##### Input data #####
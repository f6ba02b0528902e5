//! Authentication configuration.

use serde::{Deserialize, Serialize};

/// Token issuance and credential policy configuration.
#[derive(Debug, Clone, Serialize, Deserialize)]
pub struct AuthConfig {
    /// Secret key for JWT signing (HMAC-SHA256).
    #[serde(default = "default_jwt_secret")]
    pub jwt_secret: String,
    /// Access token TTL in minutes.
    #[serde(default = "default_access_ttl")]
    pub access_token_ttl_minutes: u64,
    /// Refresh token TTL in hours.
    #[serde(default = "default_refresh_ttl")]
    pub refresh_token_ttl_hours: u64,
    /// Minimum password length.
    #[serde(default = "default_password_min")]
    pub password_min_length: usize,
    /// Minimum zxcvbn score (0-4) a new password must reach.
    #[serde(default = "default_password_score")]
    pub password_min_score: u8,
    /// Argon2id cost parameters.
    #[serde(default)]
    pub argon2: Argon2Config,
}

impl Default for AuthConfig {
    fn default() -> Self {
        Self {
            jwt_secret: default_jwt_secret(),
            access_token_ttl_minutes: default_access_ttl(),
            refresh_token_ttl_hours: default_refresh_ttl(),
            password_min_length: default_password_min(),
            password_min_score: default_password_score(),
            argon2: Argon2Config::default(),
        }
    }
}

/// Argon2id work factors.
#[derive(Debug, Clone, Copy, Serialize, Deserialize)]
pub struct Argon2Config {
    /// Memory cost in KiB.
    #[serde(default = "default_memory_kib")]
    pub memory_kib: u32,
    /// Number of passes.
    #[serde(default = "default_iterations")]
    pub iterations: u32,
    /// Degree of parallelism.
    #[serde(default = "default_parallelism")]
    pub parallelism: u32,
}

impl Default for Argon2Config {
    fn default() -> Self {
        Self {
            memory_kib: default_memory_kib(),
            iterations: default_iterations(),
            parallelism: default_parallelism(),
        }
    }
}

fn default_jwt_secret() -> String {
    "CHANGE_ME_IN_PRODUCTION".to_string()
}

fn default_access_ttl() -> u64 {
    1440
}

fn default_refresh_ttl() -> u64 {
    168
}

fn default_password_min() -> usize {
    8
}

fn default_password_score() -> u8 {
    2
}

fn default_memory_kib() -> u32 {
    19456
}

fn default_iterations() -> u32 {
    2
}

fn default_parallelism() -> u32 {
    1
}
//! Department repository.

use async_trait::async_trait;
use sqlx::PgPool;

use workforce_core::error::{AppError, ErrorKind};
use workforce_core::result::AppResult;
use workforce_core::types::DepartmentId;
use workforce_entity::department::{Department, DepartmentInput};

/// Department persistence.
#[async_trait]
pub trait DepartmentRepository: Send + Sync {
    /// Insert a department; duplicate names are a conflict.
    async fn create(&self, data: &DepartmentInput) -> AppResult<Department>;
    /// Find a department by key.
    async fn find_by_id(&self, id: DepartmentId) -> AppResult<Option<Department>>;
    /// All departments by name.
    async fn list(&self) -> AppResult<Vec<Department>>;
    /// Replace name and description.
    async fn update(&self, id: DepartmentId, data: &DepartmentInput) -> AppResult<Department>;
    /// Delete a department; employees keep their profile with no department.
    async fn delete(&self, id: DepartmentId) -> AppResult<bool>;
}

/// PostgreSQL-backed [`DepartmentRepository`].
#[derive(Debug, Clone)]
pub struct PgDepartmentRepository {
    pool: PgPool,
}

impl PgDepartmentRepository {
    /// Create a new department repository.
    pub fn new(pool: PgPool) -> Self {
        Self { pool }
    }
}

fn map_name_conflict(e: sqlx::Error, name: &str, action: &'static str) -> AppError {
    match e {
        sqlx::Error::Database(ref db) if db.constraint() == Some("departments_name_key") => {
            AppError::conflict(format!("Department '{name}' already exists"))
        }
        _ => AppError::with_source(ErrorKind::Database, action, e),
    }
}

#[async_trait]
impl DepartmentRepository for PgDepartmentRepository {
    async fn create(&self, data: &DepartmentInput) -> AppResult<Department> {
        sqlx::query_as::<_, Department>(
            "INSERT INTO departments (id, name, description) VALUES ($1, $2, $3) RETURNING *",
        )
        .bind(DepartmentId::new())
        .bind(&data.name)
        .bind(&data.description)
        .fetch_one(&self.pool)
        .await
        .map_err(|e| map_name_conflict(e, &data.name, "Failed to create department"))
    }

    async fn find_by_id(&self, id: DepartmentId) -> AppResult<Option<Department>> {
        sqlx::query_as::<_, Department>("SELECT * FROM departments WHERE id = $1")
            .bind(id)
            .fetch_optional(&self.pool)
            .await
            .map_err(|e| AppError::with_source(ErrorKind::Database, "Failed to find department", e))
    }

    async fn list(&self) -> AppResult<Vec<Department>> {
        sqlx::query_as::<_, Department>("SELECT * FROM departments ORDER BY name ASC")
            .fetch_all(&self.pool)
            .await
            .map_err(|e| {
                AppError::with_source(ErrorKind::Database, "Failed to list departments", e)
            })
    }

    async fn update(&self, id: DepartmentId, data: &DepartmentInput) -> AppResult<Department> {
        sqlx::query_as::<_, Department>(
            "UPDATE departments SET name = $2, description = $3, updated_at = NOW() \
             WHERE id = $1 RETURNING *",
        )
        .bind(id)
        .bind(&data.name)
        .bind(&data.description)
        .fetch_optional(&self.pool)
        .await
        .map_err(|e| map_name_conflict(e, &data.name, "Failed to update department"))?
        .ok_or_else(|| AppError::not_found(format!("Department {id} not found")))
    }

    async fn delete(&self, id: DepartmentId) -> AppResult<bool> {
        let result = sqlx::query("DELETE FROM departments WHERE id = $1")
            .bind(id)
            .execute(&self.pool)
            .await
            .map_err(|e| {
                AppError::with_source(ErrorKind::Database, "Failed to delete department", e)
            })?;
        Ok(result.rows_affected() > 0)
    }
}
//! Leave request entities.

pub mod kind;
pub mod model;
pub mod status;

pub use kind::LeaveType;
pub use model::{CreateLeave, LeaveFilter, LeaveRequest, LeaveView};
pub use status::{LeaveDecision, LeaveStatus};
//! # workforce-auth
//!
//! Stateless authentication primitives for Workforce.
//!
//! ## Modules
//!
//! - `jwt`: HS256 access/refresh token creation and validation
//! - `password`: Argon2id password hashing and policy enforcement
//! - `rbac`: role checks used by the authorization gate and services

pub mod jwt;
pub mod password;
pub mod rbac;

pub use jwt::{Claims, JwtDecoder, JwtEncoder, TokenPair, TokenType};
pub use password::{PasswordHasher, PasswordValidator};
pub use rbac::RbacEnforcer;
#####
Your task => Everything from the line with "#[serde(default)]" through the line with "are a conflict." should be written out exactly as it appears above, end lines included, and nothing outside that range.

Answer for this exercise =>
    #[serde(default)]
    pub argon2: Argon2Config,
}

impl Default for AuthConfig {
    fn default() -> Self {
        Self {
            jwt_secret: default_jwt_secret(),
            access_token_ttl_minutes: default_access_ttl(),
            refresh_token_ttl_hours: default_refresh_ttl(),
            password_min_length: default_password_min(),
            password_min_score: default_password_score(),
            argon2: Argon2Config::default(),
        }
    }
}

/// Argon2id work factors.
#[derive(Debug, Clone, Copy, Serialize, Deserialize)]
pub struct Argon2Config {
    /// Memory cost in KiB.
    #[serde(default = "default_memory_kib")]
    pub memory_kib: u32,
    /// Number of passes.
    #[serde(default = "default_iterations")]
    pub iterations: u32,
    /// Degree of parallelism.
    #[serde(default = "default_parallelism")]
    pub parallelism: u32,
}

impl Default for Argon2Config {
    fn default() -> Self {
        Self {
            memory_kib: default_memory_kib(),
            iterations: default_iterations(),
            parallelism: default_parallelism(),
        }
    }
}

fn default_jwt_secret() -> String {
    "CHANGE_ME_IN_PRODUCTION".to_string()
}

fn default_access_ttl() -> u64 {
    1440
}

fn default_refresh_ttl() -> u64 {
    168
}

fn default_password_min() -> usize {
    8
}

fn default_password_score() -> u8 {
    2
}

fn default_memory_kib() -> u32 {
    19456
}

fn default_iterations() -> u32 {
    2
}

fn default_parallelism() -> u32 {
    1
}
//! Department repository.

use async_trait::async_trait;
use sqlx::PgPool;

use workforce_core::error::{AppError, ErrorKind};
use workforce_core::result::AppResult;
use workforce_core::types::DepartmentId;
use workforce_entity::department::{Department, DepartmentInput};

/// Department persistence.
#[async_trait]
pub trait DepartmentRepository: Send + Sync {
    /// Insert a department; duplicate names are a conflict.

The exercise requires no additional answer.